The big day has arrived, and the Nobel committee has now announced the recipients of the 2018 Nobel Prize in Physics. And as I predicted, this year they have gone with a technological development rather than work in pure science. However the research that resulted in this year's prize is still pretty amazing.

I must also start with a disclaimer here that this research is well outside my own specialist field of theoretical and mathematical physics / astrophysics / particle physics. As such I can only give a very rough overview of the work that the three recipients have done in the field of laser physics. (And I should also add here that I am going to focus solely on the research here, and avoid some of the unfortunate side issues and politics that seem to have arisen in some of the reporting on the selection and awarding of this year's prize)
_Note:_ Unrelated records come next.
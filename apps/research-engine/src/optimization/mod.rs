//! Parameter-optimization sweeps.
//!
//! Expands a parameter grid, splits the dataset by position into train and
//! validation slices, runs one evaluator call per combination on a bounded
//! worker pool, then selects, validates, ranks, and analyzes the results.
//!
//! # Determinism
//!
//! Completion order under parallel execution is unspecified, but results are
//! collected back into combination iteration order before selection and
//! ranking, and best-selection uses strict `>` comparisons, so the winner and
//! the ranking are identical for any worker count.

mod analysis;
mod engine;
mod error;
mod result;
mod split;

pub use analysis::{
    HistogramBin, ParameterSensitivity, ScoreSummary, SweepAnalysis, ValueScore, analyze_sweep,
    correlation, parameter_sensitivity, score_histogram, summarize_scores,
};
pub use engine::{NoOpProgressSink, OptimizationEngine, ProgressSink, SweepSettings};
pub use error::OptimizationError;
pub use result::{EntryStatus, OptimizationReport, ResultEntry, ValidationOutcome};
pub use split::{DatasetSplit, split_dataset};
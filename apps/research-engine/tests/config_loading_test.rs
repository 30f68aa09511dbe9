//! Configuration Loading Integration Tests
//!
//! Exercises the on-disk loading path: YAML files, environment variable
//! interpolation with defaults, and error reporting for unreadable or
//! invalid files.

#![allow(clippy::expect_used, clippy::unwrap_used)]

use std::io::Write;

use research_engine::{ConfigError, load_config};
use tempfile::NamedTempFile;

fn write_temp_config(contents: &str) -> NamedTempFile {
    let mut file = NamedTempFile::new().expect("temp file creation should succeed");
    file.write_all(contents.as_bytes())
        .expect("temp file write should succeed");
    file
}

#[test]
fn test_load_config_from_disk() {
    let file = write_temp_config(
        r"
orchestrator:
  max_concurrent_jobs: 3
  progress_interval_ms: 500

optimization:
  max_combinations: 200

persistence:
  backend: in_memory
",
    );

    let config = load_config(Some(file.path().to_str().unwrap())).expect("config should load");

    assert_eq!(config.orchestrator.max_concurrent_jobs, 3);
    assert_eq!(config.orchestrator.progress_interval_ms, 500);
    assert_eq!(config.optimization.max_combinations, 200);
    assert_eq!(config.persistence.backend, "in_memory");
    // Untouched sections keep their defaults.
    assert_eq!(config.optimization.result_cap, 50);
    assert!(config.observability.metrics.enabled);
}

#[test]
fn test_env_defaults_interpolate_through_a_file() {
    // The variable is unset, so the `:-` fallback must be applied.
    let file = write_temp_config(
        r#"
persistence:
  backend: ${RESEARCH_TEST_UNSET_BACKEND:-in_memory}
  url: "${RESEARCH_TEST_UNSET_URL}"
"#,
    );

    let config = load_config(Some(file.path().to_str().unwrap())).expect("config should load");

    assert_eq!(config.persistence.backend, "in_memory");
    assert_eq!(config.persistence.url, "");
}

#[test]
fn test_missing_file_reports_the_path() {
    let result = load_config(Some("/nonexistent/research-engine/config.yaml"));

    let Err(ConfigError::ReadError { path, .. }) = result else {
        panic!("expected a read error for a missing file");
    };
    assert_eq!(path, "/nonexistent/research-engine/config.yaml");
}

#[test]
fn test_malformed_yaml_is_a_parse_error() {
    let file = write_temp_config("orchestrator: [not, a, mapping");

    let result = load_config(Some(file.path().to_str().unwrap()));
    assert!(matches!(result, Err(ConfigError::ParseError(_))));
}

#[test]
fn test_invalid_values_fail_validation() {
    let file = write_temp_config(
        r"
optimization:
  histogram_bins: 0
",
    );

    let result = load_config(Some(file.path().to_str().unwrap()));
    let Err(ConfigError::ValidationError(message)) = result else {
        panic!("expected a validation error for zero histogram bins");
    };
    assert!(message.contains("histogram_bins"));
}
//! Build Script for Research Engine
//!
//! Handles coverage instrumentation and build-time configuration.
//!
//! Coverage exclusions are handled via:
//! 1. `#[cfg(not(coverage))]` attributes on code
//! 2. `LLVM_PROFILE_FILE` environment variable
//! 3. `cargo-llvm-cov` ignore comments

use std::env;

fn main() {
    // Set profile file pattern for coverage runs
    // This ensures unique profile files per process/module
    #[cfg(coverage)]
    {
        println!("cargo:rustc-env=LLVM_PROFILE_FILE=coverage-%p-%m.profraw");
    }

    // Rerun build script if it changes
    println!("cargo:rerun-if-changed=build.rs");

    // Emit cfg for coverage detection
    // Usage: #[cfg(coverage)] or #[cfg(not(coverage))]
    if env::var("CARGO_LLVM_COV").is_ok()
        || env::var("LLVM_PROFILE_FILE").is_ok()
        || env::var("RUSTFLAGS")
            .map(|f| f.contains("instrument-coverage"))
            .unwrap_or(false)
    {
        println!("cargo:rustc-cfg=coverage");
    }
}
There are actually two separate but closely related topics in laser physics that have been recognized this year. The first of these is the development of the optical tweezers by Arthur Ashkin. Most people are familiar with the use of tweezers in everyday usage. They allow us to grab and manipulate tiny objects that would be otherwise to small to work with. However at some small scale, it is no longer possible to use a physical object such as tweezers. In particular it would be impossible to manipulate single molecules or atoms using a tool comprised of billions of atoms and molecules. Therefore a new technology was needed.

The new technology that Ashkin and others developed was the optical tweezers or laser tweezers. By using multiple laser beams, scientists were able to trap atoms and molecules in between two or more streams of photons. By adjusting the laser emitters, these atoms can be moved around and manipulated. When other technologies such as scanning electron microscopes are added to the setup, scientists are able to create quite intricate and complicated patterns of atoms and molecules, as well as perform experiments that would have been impossible just a few decades ago. By the late 1980s the method had been developed to the point where scientists could manipulate living viruses and bacteria without harming them, simply by using precise laser beams. And so the optical tweezers are certainly a major scientific advance not only in physics but also in chemistry and biology, and are certainly worthy of a share of the Nobel Prize.

Meanwhile, the other half of the Nobel Prize this year was given to Gerard Mourou and Donna Strickland for their work in developing high intensity, ultra-fast pulsed lasers. A traditional laser takes a certain amount of time to "turn on", as it requires first pumping atoms into excited states before the laser can begin triggering their decay, which then creates the characteristic monochromatic beam of light. This startup time makes it impossible for a traditional laser to create short bursts,  or pulses of light.

The methods developed by Mourou and his graduate student, Strickland, are quite technical and too complicated to give a proper description of here. However they used a novel new technique to speed up the switching of the laser, which created not only a very fast startup and cool down but also a very high intensity beam. The method is known as chirped chirped pulse amplification, and essentially involves first creating a long, low intensity laser pulse using traditional methods. Once the pulse has been generated, they compress it in such a way that the start of the pulse is slightly slowed and the back of the pulse is slightly accelerated, resulting in the production of a much short pulse that also has a higher intensity due to the all of the original laser energy being compressed into a much smaller region. This method allowed them to generate very short, rapid pulses of high intensity laser energy that could be used for a number of practical applications. The most significant of these for the general public has been the development of laser eye surgery, which is now commonly used to correct vision defects in patients. This technique has been so powerful that even thirty three years after they first published their results, scientists are still exploring all of the potential applications for such amplified laser pulses.

And so that is my brief summary of the two fascinating pieces of laser physics research that earned this year's Nobel Prize. They are very different techniques with very different applications, but they are both major advances in the science and technology of laser beams, and have both had a significant impact not only one the scientific world but on society in general.

So congratulations to the three recipients of this year's prize, and may they and their students continue this amazing research that has so changed our understanding of light and lasers!